What is the difference between woven glass and non-woven glass reinforcement in RF laminates?
Glass Reinforcement Effects on RF Laminate Performance
Glass fiber reinforcement provides the mechanical strength and dimensional stability that pure resin substrates lack. However, the dielectric contrast between glass fibers and resin creates localized permittivity variations that become significant at microwave frequencies where wavelengths approach the weave period.
Technical Considerations
Standard woven glass styles (1080, 2116, 7628) have characteristic weave periods of 0.5-2 mm. A microstrip trace running parallel to the weave direction may sit predominantly over glass knuckles or resin windows, experiencing different effective Dk depending on its position. The effect is most pronounced in narrow traces where the trace width is less than the weave period. For a 5-mil trace on a 7628 glass style, the Dk variation can be ±3-5%.

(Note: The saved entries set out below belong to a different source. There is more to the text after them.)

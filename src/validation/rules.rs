//! Per-field validation rules (Chain of Responsibility pattern).
//!
//! Each rule inspects one present, non-null value against its field
//! definition. The validator runs the chain in order for every field and
//! stops at the first failure.

use chrono::NaiveDate;
use lru::LruCache;
use regex::Regex;
use std::num::NonZeroUsize;
use std::sync::Mutex;

use crate::core::{EngineError, Result, Value};
use crate::schema::{FieldDefinition, FieldType};

pub trait FieldRule: Send + Sync {
    fn check(&self, field: &FieldDefinition, value: &Value) -> Result<()>;
}

/// Declared type against the runtime value kind.
#[derive(Debug, Clone, Default)]
pub struct TypeRule;

impl FieldRule for TypeRule {
    fn check(&self, field: &FieldDefinition, value: &Value) -> Result<()> {
        let conforms = match field.field_type {
            FieldType::String => matches!(value, Value::Text(_)),
            FieldType::Integer => matches!(value, Value::Integer(_)),
            FieldType::Float => value.is_numeric(),
            FieldType::Boolean => matches!(value, Value::Boolean(_)),
            FieldType::Date => match value {
                Value::Date(_) => true,
                Value::Text(text) => parse_iso_date(text).is_some(),
                _ => false,
            },
            FieldType::File => matches!(value, Value::Text(_)),
            // Opaque reference; the target record is never looked up.
            FieldType::Relation => true,
        };

        if conforms {
            return Ok(());
        }

        let expected = match field.field_type {
            FieldType::Date => "ISO date",
            FieldType::File => "file URL string",
            other => other.as_str(),
        };
        Err(EngineError::validation(format!(
            "Field {} must be {}",
            field.name, expected
        )))
    }
}

/// Inclusive `min` / `max` on numeric fields.
#[derive(Debug, Clone, Default)]
pub struct RangeRule;

impl FieldRule for RangeRule {
    fn check(&self, field: &FieldDefinition, value: &Value) -> Result<()> {
        let Some(number) = value.as_f64() else {
            return Ok(());
        };

        if let Some(min) = field.min {
            if number < min {
                return Err(EngineError::validation(format!(
                    "Field {} must be >= {}",
                    field.name, min
                )));
            }
        }

        if let Some(max) = field.max {
            if number > max {
                return Err(EngineError::validation(format!(
                    "Field {} must be <= {}",
                    field.name, max
                )));
            }
        }

        Ok(())
    }
}

/// Inclusive `min_length` / `max_length`, counted in characters.
#[derive(Debug, Clone, Default)]
pub struct LengthRule;

impl FieldRule for LengthRule {
    fn check(&self, field: &FieldDefinition, value: &Value) -> Result<()> {
        if field.field_type != FieldType::String {
            return Ok(());
        }
        let Some(text) = value.as_str() else {
            return Ok(());
        };
        let length = text.chars().count();

        if let Some(min) = field.min_length {
            if length < min {
                return Err(EngineError::validation(format!(
                    "Field {} must be at least {} characters",
                    field.name, min
                )));
            }
        }

        if let Some(max) = field.max_length {
            if length > max {
                return Err(EngineError::validation(format!(
                    "Field {} must be at most {} characters",
                    field.name, max
                )));
            }
        }

        Ok(())
    }
}

/// Full-string regular expression match, with compiled patterns kept in an
/// LRU cache keyed by the declared pattern.
pub struct PatternRule {
    cache: Mutex<LruCache<String, Regex>>,
}

impl PatternRule {
    pub const DEFAULT_CACHE_SIZE: usize = 256;

    pub fn new(cache_size: usize) -> Self {
        let capacity = NonZeroUsize::new(cache_size).unwrap_or(NonZeroUsize::MIN);
        Self {
            cache: Mutex::new(LruCache::new(capacity)),
        }
    }

    fn is_full_match(&self, field: &FieldDefinition, pattern: &str, text: &str) -> Result<bool> {
        let mut cache = self.cache.lock().unwrap_or_else(|poisoned| poisoned.into_inner());
        if let Some(regex) = cache.get(pattern) {
            return Ok(regex.is_match(text));
        }

        let regex = Regex::new(&format!("^(?:{})$", pattern)).map_err(|err| {
            EngineError::validation(format!(
                "Field {} has an invalid pattern: {}",
                field.name, err
            ))
        })?;
        let matched = regex.is_match(text);
        cache.put(pattern.to_string(), regex);
        Ok(matched)
    }
}

impl Default for PatternRule {
    fn default() -> Self {
        Self::new(Self::DEFAULT_CACHE_SIZE)
    }
}

impl FieldRule for PatternRule {
    fn check(&self, field: &FieldDefinition, value: &Value) -> Result<()> {
        if field.field_type != FieldType::String {
            return Ok(());
        }
        let (Some(pattern), Some(text)) = (field.pattern.as_deref(), value.as_str()) else {
            return Ok(());
        };

        if !self.is_full_match(field, pattern, text)? {
            return Err(EngineError::validation(format!(
                "Field {} must match pattern {}",
                field.name, pattern
            )));
        }

        Ok(())
    }
}

/// Strict `YYYY-MM-DD` calendar date. Date-time forms are rejected so the
/// stored value always reads back as the submitted text.
pub fn parse_iso_date(text: &str) -> Option<NaiveDate> {
    let date = NaiveDate::parse_from_str(text, "%Y-%m-%d").ok()?;
    (date.format("%Y-%m-%d").to_string() == text).then_some(date)
}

- Performance verification: confirm specifications against the application requirements before finalizing the design
- Environmental factors: temperature range, humidity, and vibration affect long-term reliability and parameter drift
- Cost vs. performance: evaluate whether the application demands premium components or standard commercial grades
- Interface compatibility: verify impedance, connector type, and mechanical form factor match the system architecture
- Margin allocation: include sufficient design margin to account for manufacturing tolerances and aging effects
Performance Analysis
Non-woven glass uses randomly oriented short fibers distributed uniformly through the resin. Spread glass (or flat glass) uses woven glass that has been mechanically opened to close the resin windows. Both approaches significantly reduce Dk variation across the substrate surface. Materials like Rogers RO4000 series use woven glass with ceramic filler that partially masks the weave effect. PTFE-based materials like RT/duroid 5880 use randomly oriented microfibers, virtually eliminating the weave effect.
Frequently Asked Questions
At what frequency does the fiber weave effect matter?
The fiber weave effect is a spatial phenomenon, not strictly frequency-dependent. However, it becomes practically significant above 10 GHz where tighter impedance tolerances are required and trace widths narrow to approach the weave period. At 77 GHz, even spread glass constructions may require attention to Dk uniformity.
How do I mitigate fiber weave effects in my PCB design?
Route traces at an angle (typically 5-15°) to the weave direction to average the Dk variations. Use spread glass or non-woven glass substrates for critical RF traces. Specify glass styles with smaller weave periods relative to your trace width. For the most demanding applications, use unclad ceramic or PTFE substrates without glass reinforcement.
Does the glass weave affect loss tangent as well as dielectric constant?
Yes, but the loss tangent variation is less significant than the Dk variation. Glass fibers have a lower loss tangent than most resins, so traces positioned over glass-rich regions see slightly lower loss. The primary concern remains the impedance and velocity variations rather than the loss variation.